Sie stammen aus dem gleichen Dorf im Appenzellerland, sind zwischen 47 und 50, treffen sich einmal pro Woche und jassen oder spielen Boule. Pius, Qualitätsmanager, Appenzell. David, Lehrer, Speicher AR. Tobias, Consultant, Zürich. Flavio, Sozialarbeiter, Kirchberg SG. François, Journalist, Windisch.
Pius: Habt ihr auch schon Lust auf Skifahren? Wir könnten nach Kitzbühel fahren.
David: Ich dachte, die Weltcup-Saison startet wie immer in Sölden.
Pius: Ich meine nicht passiv, sondern aktiv.
David: Warum Kitzbühel? Das liegt ja nicht mal 1000 Meter über Meer. Ich kann mir nicht vorstellen, dass dort schon Schnee liegt.
Pius: Doch, doch. Die haben da einen Pistenschlauch präpariert.
700 Meter lang, 60 Meter breit. Sieht irgendwie unwirklich aus. Ein weisses Band zieht sich über grünbraune Wiesenhänge. Nebenan suchen sie in T-Shirts Pilze, wandern oder kraxeln mit dem Mountainbike den Berg hoch.
Flavio: Auf welcher Höhe ist diese Piste angelegt?
Pius: Der höchste Punkt des Skigebiets liegt auf etwa 2000 Metern.
Flavio: Schau dich doch bei dir im Appenzellerland um. 2000 Meter, da liegt noch kein Schnee. In Zeiten der Klimakrise finde ich das schlicht grotesk. Ich will mir nicht ausmalen, welcher Energieaufwand für dieses bisschen weisse Elend nötig war.
Tobias: Haben wir nicht am vergangenen Wochenende den endgültigen Beweis erhalten, wo die Gesellschaft der Schuh drückt? Grüne Flut, sage ich bloss. Greta, Klimawandel und so weiter. Davon werden sie doch auch in Österreich schon gehört haben.
Pius: Die Kitzbüheler sagen, es handle sich nicht um Kunstschnee, sondern um eingelagerten Schnee vom vergangenen Winter.
François: Dann ist es ja kein Problem. Denn diesen Schnee stopfst du im Winter einfach in irgendeine Scheune und holst ihn im Herbst wieder unversehrt heraus. Mit Verlaub: Ich bin kein Energiefachmann.
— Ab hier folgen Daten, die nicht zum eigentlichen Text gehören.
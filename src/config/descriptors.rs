use crate::rows::RowDetectorParams;
use serde::Deserialize;
use std::path::{Path, PathBuf};

#[derive(Debug, Deserialize)]
pub struct DescriptorToolConfig {
    pub mask: PathBuf,
    /// Ground resolution in pixels per meter.
    pub scale: f64,
    /// Headerless `x,y` plant annotations. When present the output table is
    /// labeled with a plant count per blob, covers every external blob of the
    /// mask and drops unannotated ones.
    #[serde(default)]
    pub points: Option<PathBuf>,
    /// Row detection for the unlabeled table.
    #[serde(default)]
    pub rows: RowDetectorParams,
    pub output: DescriptorOutputConfig,
}

#[derive(Debug, Deserialize)]
pub struct DescriptorOutputConfig {
    pub table_csv: PathBuf,
}

pub fn load_config(path: &Path) -> Result<DescriptorToolConfig, String> {
    super::load_json(path)
}
#![doc = include_str!("../README.md")]

pub mod config;
pub mod contour;
pub mod counting;
pub mod descriptors;
pub mod error;
pub mod image;
pub mod model;
pub mod rows;

// --- High-level re-exports -------------------------------------------------

pub use crate::counting::{count, CountResult, LabeledBox};
pub use crate::error::{Error, Result};
pub use crate::model::{CountingModel, FitQuality};
pub use crate::rows::{detect_rows, RowDetection, RowDetectorParams};

// --- Prelude ---------------------------------------------------------------

/// Small prelude for quick experiments.
///
/// ```no_run
/// use plant_counter::prelude::*;
/// use std::path::Path;
///
/// # fn main() -> plant_counter::Result<()> {
/// let mask = load_mask(Path::new("mask.png"))?;
/// let model = CountingModel::load(Path::new("model.json"))?;
/// let res = count(&mask, &model, 25.0)?;
/// println!("plants={} rows={}", res.total, res.row_count);
/// # Ok(())
/// # }
/// ```
pub mod prelude {
    pub use crate::descriptors::{DescriptorVector, LabeledSample};
    pub use crate::image::io::load_mask;
    pub use crate::image::BinaryMask;
    pub use crate::{count, detect_rows, CountResult, CountingModel};
}
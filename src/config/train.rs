use serde::Deserialize;
use std::path::{Path, PathBuf};

#[derive(Debug, Deserialize)]
pub struct TrainToolConfig {
    /// Labeled descriptor tables, concatenated in order.
    pub tables: Vec<PathBuf>,
    pub output: TrainOutputConfig,
}

#[derive(Debug, Deserialize)]
pub struct TrainOutputConfig {
    pub model_json: PathBuf,
}

pub fn load_config(path: &Path) -> Result<TrainToolConfig, String> {
    super::load_json(path)
}
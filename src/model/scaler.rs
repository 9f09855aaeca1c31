use nalgebra::{DMatrix, DVector};
use serde::{Deserialize, Serialize};

/// Per-column standardization `z = (x - mean) / scale`.
///
/// `scale` is the population standard deviation; constant columns keep a
/// unit scale so they map to zero instead of dividing by zero.
#[derive(Clone, Debug, PartialEq, Serialize, Deserialize)]
pub struct StandardScaler {
    pub mean: Vec<f64>,
    pub scale: Vec<f64>,
}

impl StandardScaler {
    pub fn fit(data: &DMatrix<f64>) -> Self {
        let n = data.nrows().max(1) as f64;
        let mut mean = Vec::with_capacity(data.ncols());
        let mut scale = Vec::with_capacity(data.ncols());
        for col in data.column_iter() {
            let m = col.sum() / n;
            let var = col.iter().map(|v| (v - m) * (v - m)).sum::<f64>() / n;
            let sd = var.sqrt();
            mean.push(m);
            scale.push(if sd > 0.0 && sd.is_finite() { sd } else { 1.0 });
        }
        Self { mean, scale }
    }

    pub fn fit_vector(data: &DVector<f64>) -> Self {
        Self::fit(&DMatrix::from_column_slice(data.len(), 1, data.as_slice()))
    }

    pub fn len(&self) -> usize {
        self.mean.len()
    }

    pub fn is_empty(&self) -> bool {
        self.mean.is_empty()
    }

    pub fn transform(&self, data: &DMatrix<f64>) -> DMatrix<f64> {
        let mut out = data.clone();
        for (j, mut col) in out.column_iter_mut().enumerate() {
            let (m, s) = (self.mean[j], self.scale[j]);
            col.apply(|v| *v = (*v - m) / s);
        }
        out
    }

    pub fn transform_value(&self, column: usize, value: f64) -> f64 {
        (value - self.mean[column]) / self.scale[column]
    }

    pub fn inverse_value(&self, column: usize, value: f64) -> f64 {
        value * self.scale[column] + self.mean[column]
    }
}
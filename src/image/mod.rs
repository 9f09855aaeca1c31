//! Mask storage and file I/O.

pub mod io;
pub mod mask;

pub use self::mask::BinaryMask;
// Clipboard relay - "copy settings" from one marker, "apply" onto another
//
// Single slot, last copy wins. The entry never carries a name and applying
// never touches the target's: every marker has to be named on its own.

use super::draft::DraftRecord;

#[derive(Debug, Clone, Default)]
pub struct ClipboardRelay {
    entry: Option<DraftRecord>,
}

impl ClipboardRelay {
    pub fn new() -> Self {
        Self::default()
    }

    /// Overwrite the slot. The name is stripped on the way in.
    pub fn set(&mut self, mut draft: DraftRecord) {
        draft.name = None;
        self.entry = Some(draft);
    }

    pub fn is_empty(&self) -> bool {
        self.entry.is_none()
    }

    pub fn entry(&self) -> Option<&DraftRecord> {
        self.entry.as_ref()
    }

    /// Copy the transferable settings onto `target`.
    /// Returns false (and leaves `target` alone) when nothing was copied yet.
    pub fn apply(&self, target: &mut DraftRecord) -> bool {
        let Some(source) = &self.entry else {
            return false;
        };

        target.flash_interval_ms = source.flash_interval_ms.clone();
        target.sprite_id = source.sprite_id.clone();
        target.sprite_image = source.sprite_image.clone();
        target.color_id = source.color_id.clone();
        target.color_image = source.color_image.clone();
        target.scale = source.scale;
        target.opacity = source.opacity;
        target.items_ref = source.items_ref.clone();
        target.colors_ref = source.colors_ref.clone();
        target.groups = source.groups.clone();
        target.flags = source.flags;
        true
    }
}

#[cfg(test)]
mod tests {
    use super::*;
    use crate::blips::draft::GroupEntry;
    use serde_json::Number;

    fn source() -> DraftRecord {
        let mut draft = DraftRecord::blank();
        draft.name = Some("Hospital".to_string());
        draft.sprite_id = Some(Number::from(61));
        draft.color_id = Some(Number::from(2));
        draft.scale = Some(1.4);
        draft.opacity = Some(120);
        draft.groups = vec![GroupEntry::new("ems", 1)];
        draft.flags.flashing = Some(true);
        draft
    }

    #[test]
    fn test_apply_without_entry_is_a_no_op() {
        let relay = ClipboardRelay::new();
        let mut target = DraftRecord::blank();
        let before = target.clone();

        assert!(!relay.apply(&mut target));
        assert_eq!(target, before);
    }

    #[test]
    fn test_apply_copies_settings_but_never_the_name() {
        let mut relay = ClipboardRelay::new();
        relay.set(source());

        let mut target = DraftRecord::blank();
        target.name = Some("Pharmacy".to_string());
        assert!(relay.apply(&mut target));

        assert_eq!(target.name.as_deref(), Some("Pharmacy"));
        assert_eq!(target.sprite_id, Some(Number::from(61)));
        assert_eq!(target.color_id, Some(Number::from(2)));
        assert_eq!(target.scale, Some(1.4));
        assert_eq!(target.opacity, Some(120));
        assert_eq!(target.groups, vec![GroupEntry::new("ems", 1)]);
        assert_eq!(target.flags.flashing, Some(true));
    }

    #[test]
    fn test_stored_entry_has_no_name() {
        let mut relay = ClipboardRelay::new();
        relay.set(source());

        let entry = relay.entry().expect("entry");
        assert_eq!(entry.name, None);
        assert_eq!(entry.sprite_id, Some(Number::from(61)));
    }

    #[test]
    fn test_apply_keeps_unset_target_name_unset() {
        let mut relay = ClipboardRelay::new();
        relay.set(source());

        let mut target = DraftRecord::blank();
        target.name = None;
        relay.apply(&mut target);
        assert_eq!(target.name, None);
    }

    #[test]
    fn test_copy_overwrites_previous_entry() {
        let mut relay = ClipboardRelay::new();
        relay.set(source());

        let mut second = DraftRecord::blank();
        second.sprite_id = Some(Number::from(1));
        relay.set(second);

        let mut target = DraftRecord::blank();
        relay.apply(&mut target);
        assert_eq!(target.sprite_id, Some(Number::from(1)));
        assert!(target.groups.iter().all(GroupEntry::is_placeholder));
    }
}
//! Feature flags (opt-in: default disabled)

use serde::Deserialize;

#[derive(Debug, Clone, Default, PartialEq, Eq)]
pub struct Features {
    /// Feed a scripted host session instead of waiting for a real host
    pub demo: bool,

    /// Also put copied marker settings on the OS clipboard as JSON
    pub system_clipboard: bool,
}

/// Feature flags as loaded from config file
#[derive(Debug, Deserialize, Default)]
pub struct FileFeatures {
    pub demo: Option<bool>,
    pub system_clipboard: Option<bool>,
}

impl Features {
    pub fn from_file(file: Option<FileFeatures>) -> Self {
        let file = file.unwrap_or_default();

        Self {
            demo: file.demo.unwrap_or(false),
            system_clipboard: file.system_clipboard.unwrap_or(false),
        }
    }
}
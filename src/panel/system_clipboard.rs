//! Mirror copied marker settings to the OS clipboard
//!
//! Optional (`features.system_clipboard`). The clipboard handle is opened
//! per copy so nothing is held while the panel idles; on headless hosts
//! opening it fails and the panel carries on with its in-memory relay.

use crate::blips::DraftRecord;
use anyhow::{Context, Result};
use arboard::Clipboard;

pub fn copy_settings(draft: &DraftRecord) -> Result<()> {
    let text = serde_json::to_string_pretty(draft).context("Failed to encode settings")?;
    let mut clipboard = Clipboard::new().context("Failed to access clipboard")?;
    clipboard
        .set_text(text)
        .context("Failed to set clipboard text")?;
    Ok(())
}
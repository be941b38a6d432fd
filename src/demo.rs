// Demo mode: a scripted host session for trying the panel without a server
//
// Walks through every update shape the host can push: a full snapshot keyed
// by id, an upsert that appends, an upsert that replaces in place, a bare-id
// delete and finally a snapshot as a plain array. A few operator actions in
// between show search and sort reacting to new data.
//
// Run with: blipdesk --demo   (or BLIPDESK_DEMO=1)

use crate::blips::SortColumn;
use crate::bridge::Inbound;
use crate::events::NuiMessage;
use crate::panel::OperatorAction;
use serde_json::{json, Value};
use std::time::Duration;
use tokio::sync::{mpsc, oneshot};
use tokio::time::sleep;

fn host(action: &str, data: Value) -> Inbound {
    Inbound::Host(NuiMessage::new(action, data))
}

fn blip(id: i64, name: &str, zone: &str, sprite: i64, color: i64) -> Value {
    json!({
        "id": id,
        "name": name,
        "zone": zone,
        "ftimer": 50000,
        "Sprite": sprite,
        "SpriteImg": format!("https://docs.fivem.net/blips/radar_{}.png", sprite),
        "scale": 0.8,
        "sColor": color,
        "scImg": "",
        "alpha": 255,
        "items": 0,
        "colors": 0,
        "groups": [],
        "hideb": false,
        "tickb": false,
        "bflash": false,
        "sRange": true,
        "outline": false,
        "hideUi": null
    })
}

/// The scripted session: (message, delay after it in ms)
pub fn demo_sequence() -> Vec<(Inbound, u64)> {
    let mut police = blip(3, "Mission Row PD", "Mission Row", 60, 29);
    police["groups"] = json!({"police": 0});

    vec![
        (host("setVisible", Value::Null), 400),
        (
            host(
                "updateBlipData",
                json!({
                    "1": blip(1, "Pillbox Hospital", "Pillbox Hill", 61, 1),
                    "2": blip(2, "Fleeca Bank", "Alta", 108, 2),
                    "3": police,
                }),
            ),
            800,
        ),
        // Upsert of a new id appends
        (
            host("updateBlipData", blip(4, "Bean Machine", "Vinewood", 536, 31)),
            800,
        ),
        // Upsert of a known id replaces in place
        (
            host("updateBlipData", blip(2, "Fleeca Bank (closed)", "Alta", 108, 40)),
            800,
        ),
        (
            Inbound::Operator(OperatorAction::Sort {
                column: SortColumn::Name,
            }),
            600,
        ),
        (
            Inbound::Operator(OperatorAction::Search {
                text: "bank".to_string(),
            }),
            1200,
        ),
        (
            Inbound::Operator(OperatorAction::Search {
                text: String::new(),
            }),
            1200,
        ),
        // Bare id deletes
        (host("updateBlipData", json!(1)), 800),
        // Full reload as an array
        (
            host(
                "updateBlipData",
                json!([
                    blip(2, "Fleeca Bank", "Alta", 108, 2),
                    blip(5, "LS Customs", "La Mesa", 72, 47),
                ]),
            ),
            800,
        ),
        (host("setVisible", json!(5)), 0),
    ]
}

/// Feed the scripted session into the panel's inbound channel, then idle
/// until shutdown so the runtime keeps serving operator input.
pub async fn run_demo(tx: mpsc::Sender<Inbound>, mut shutdown_rx: oneshot::Receiver<()>) {
    for (message, delay_ms) in demo_sequence() {
        if shutdown_rx.try_recv().is_ok() {
            return;
        }
        if tx.send(message).await.is_err() {
            tracing::debug!("Panel loop gone, stopping demo");
            return;
        }
        sleep(Duration::from_millis(delay_ms)).await;
    }

    tracing::info!("Demo script finished");
    let _ = shutdown_rx.await;
}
Aber ich kann mir nicht vorstellen, dass man Schnee über den Sommer hinaus klimaneutral konservieren kann.
Tobias: Und ganz bestimmt ist der konservierte Schnee vom Himmel auf den Hang gefallen. David: Genau. Und dafür brauchte es keine schweren Maschinen. Falls doch, haben sie mittlerweile solche mit umweltfreundlichen Partikelfiltern.
Pius: Die Bergbahn-Betreiber argumentieren, dass das Schneeband von etlichen Weltcup-Athleten zu Trainingszwecken genutzt wird. Ausserdem sei das ökologisch sinnvoller, als die weiten Reisen zu den Gletschern. Kommt dazu, dass Kitzbühel mit «Schneesicherheit von Oktober bis Mai» in «unberührter Natur» wirbt. Wer so viel verspricht, muss auch etwas bieten.
Flavio: Die spinnen, die Österreicher.
David: Aber nicht nur sie. Ich frage mich, wann der Sport endlich kapiert, dass auch er eine ökologische Verantwortung hat.
Tobias: Ja, das beginnt schon im Kleinen. Warum steht kein Skifahrer hin und boykottiert beispielsweise das Training in Kitzbühel?
Pius: Weil er dann vielleicht keinen Ausrüster und keinen Verband mehr hat.
David: Oder warum müssen bei einer Fussball-WM die Teams ihre Gruppenspiele in drei verschiedenen Städten spielen. Und das in Russland mit den grossen Distanzen.
Flavio: Oder warum muss die Leichtathletik-WM in Katar stattfinden, wo man das Stadion runterkühlen muss?
François: Ja, und warum muss die Ski-Saison schon Ende Oktober starten?
Tobias: Money talks and Bullshit walks.